Last time we talked about populations. Populations are large, abstract
collections of objects. We care only about one attribute (for now)
of these objects, and so it makes sense to try to model what the distribution
of that variable/attribute would be.
The probability distribution (or just population distribution) is a mathematical
description of the values and their relative frequencies. If the values
of the variable are discrete, then this description could be as straight-forward
as a function like this: f(x) = Prob of seeing the value x ( or in other
words, the proportion of the population with the value x). If the values
are continuous, this leads to mathematical difficulties, and so f(x) is usually
a density function so that the area under the curve represents probabilities
or relative frequencies.
These distributions can be summarized by a variety of parameters: the mean,
the variance, the median, etc. Which parameters are interesting to
us depends on our investigation and on the type of variable.

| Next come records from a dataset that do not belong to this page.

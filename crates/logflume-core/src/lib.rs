//! # logflume-core
//!
//! Core envelope types, traits, and abstractions for the logflume pipeline.
//!
//! This crate provides the wire format, sink row shapes, and trait seams
//! that the producer, queue, store, and worker crates depend on.

pub mod defaults;
pub mod envelope;
pub mod error;
pub mod logging;
pub mod records;
pub mod redact;
pub mod traits;

// Re-export commonly used types at crate root
pub use envelope::{LogChannel, LogEnvelope, LogLevel, Metadata};
pub use error::{Error, Result};
pub use records::{ModelOperationLogRecord, SystemLogRecord};
pub use redact::{redact_envelope, redact_value};
pub use traits::{LogQueue, ModelOperationLogSink, SchemaBootstrap, SystemLogSink};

Random variables are functions that randomly choose a numerical value from
the population. RVs have probability distributions -- the population
distribution in fact. And RVs can also be summarized by parameters.
In particular:
E(X) = sum x p(x) or int x f(x) dx is the mean or expected
value. and
Var(X) = ....... is the variance. The square root of this is the standard
deviation.
These are sometimes called the population mean and the population standard
deviation.
They are analogous to the sample means and sample sd's.
It's called the "expected value" because it's supposed to tell us what value
to "expect" (or "predict"?) for the RV X.
Example: Roulette:
the pdf is f(-1) = 20/38 f(1) = 18/38
E(X) = -.0526
Sd(X) = .998614
In practice we can't stop with 1....we draw several observations from the
population: X1, X2, .....Xn. We combine these into a function,
called a statistic,. Statistics are random and have their own distributions.

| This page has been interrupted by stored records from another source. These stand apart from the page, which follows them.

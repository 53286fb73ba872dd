//! # logflume-queue
//!
//! Redis list transport for the logflume pipeline. Producers push serialized
//! envelopes onto a single named list; the worker pops them with a blocking
//! timeout. This crate owns the connection handling and the list commands,
//! nothing else; routing and persistence live downstream.

pub mod client;

pub use client::{QueueConfig, RedisLogQueue};
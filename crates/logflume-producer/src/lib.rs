//! # logflume-producer
//!
//! Application-side log emission for logflume.
//!
//! This crate provides:
//! - A fire-and-forget [`LogProducer`] that redacts, serializes, and queues
//!   envelopes off the caller's critical path
//! - An axum middleware that records one system envelope per request
//! - A [`ModelOperationReporter`] for per-call AI usage envelopes
//!
//! ## Example
//!
//! ```ignore
//! use logflume_producer::{LogProducer, ModelOperationReporter};
//! use logflume_core::{LogEnvelope, LogLevel};
//!
//! let producer = LogProducer::from_env().await;
//!
//! // Anywhere in request handling:
//! producer.record(
//!     LogEnvelope::system(LogLevel::Info, "job posting published")
//!         .with_component("jobs")
//!         .with_action("publish_posting"),
//! );
//!
//! // Around a model call:
//! let reporter = ModelOperationReporter::new(producer.clone());
//! let op = reporter.begin("generate_embedding", "nomic-embed-text-v1.5");
//! // ... call the model ...
//! op.succeeded(120, 0);
//! ```

pub mod middleware;
pub mod producer;
pub mod reporter;

// Re-export core types
pub use logflume_core::*;

pub use middleware::{record_request, RequestScope};
pub use producer::{LogProducer, ProducerConfig};
pub use reporter::{ModelOperation, ModelOperationReporter};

Example, T = X1 + X2 represents teh amount of money won by playing
roulette twice.
Values of T are -2, 0, +2
P(T = -2) = (20/38)^2 = .2770083
P(T = 0) = 2*(18/38)*(20/38) = .498615
P(T = 2) = (18/38)^2 = .2243767
So E(T) = -2*P(T = -2) + 0 + 2*P(T = 2) = -.10526
And we can figure out Var(T) too.
And we can continue if T = X1 + .... + Xn
But tedious. Wouldn't it be nice to just know what the mean, sd, and distribution
of T is?
Terminology: the pdf of a statistic is called the sampling distribution.
The sampling distribution of T = X1 + X2 was given above.

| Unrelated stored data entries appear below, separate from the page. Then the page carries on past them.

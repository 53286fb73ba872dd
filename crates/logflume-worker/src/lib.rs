//! # logflume-worker
//!
//! Queue consumer daemon for logflume.
//!
//! This crate provides:
//! - A bootstrap phase that verifies queue reachability and creates the
//!   sink schema, with bounded fixed-delay retries
//! - A batching flush loop (size and interval triggered) feeding the two
//!   sink tables in independent transactions
//! - Graceful drain on shutdown with a run summary
//!
//! ## Example
//!
//! ```ignore
//! use std::sync::Arc;
//! use logflume_db::LogStore;
//! use logflume_queue::{QueueConfig, RedisLogQueue};
//! use logflume_worker::{LogWorker, WorkerConfig};
//!
//! let store = LogStore::connect("postgres://...").await?;
//! let queue = RedisLogQueue::connect(&QueueConfig::from_env()).await?;
//!
//! let worker = LogWorker::new(
//!     Arc::new(queue),
//!     Arc::new(store.clone()),
//!     Arc::new(store.system.clone()),
//!     Arc::new(store.model_operations.clone()),
//!     WorkerConfig::from_env(),
//! );
//! let handle = worker.start();
//!
//! // ... on SIGTERM:
//! let stats = handle.shutdown().await?;
//! println!("persisted {} rows", stats.system_rows + stats.model_rows);
//! ```

pub mod config;
pub mod flush;
pub mod worker;

// Re-export core types
pub use logflume_core::*;

pub use config::WorkerConfig;
pub use flush::{flush_batch, FlushOutcome};
pub use worker::{LogWorker, WorkerHandle, WorkerState, WorkerStats};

With computers, we can often rely on cmputation to tell us what this is.
But math helps, too. You'll see many examples of sampling distributions
and in a math stats class talk about why they are what they are. The
most famous example is this:
Any sum of independent RVs is approximately Normally distributed with mean
E(T), SD(T). The same is true if you multiply by a constant, and so
Xbar is Normally distributed, too.
Hence, if n is large, T follows a normal distribution. What about E(T)?
Rules for linear combinations of RVs.
E(a1X1 + .... an Xn ) = a1 E(X1) + ... an E(Xn)
always
Var(a1 X1 + ... an Xn) = a1^2 Var(X1) + .... + an^2 Var(Xn)
only if X's are indpt.
(WE haven't defined indpent and will do so informally: observing the
value of one of the X's has no effect on the others, and gives us no information
about the others.)
So E(T) = n*(-.0526)
Var(T) = .998614^2*n
If I play 100 times, i expect to lose 5.26, give or take 9.986.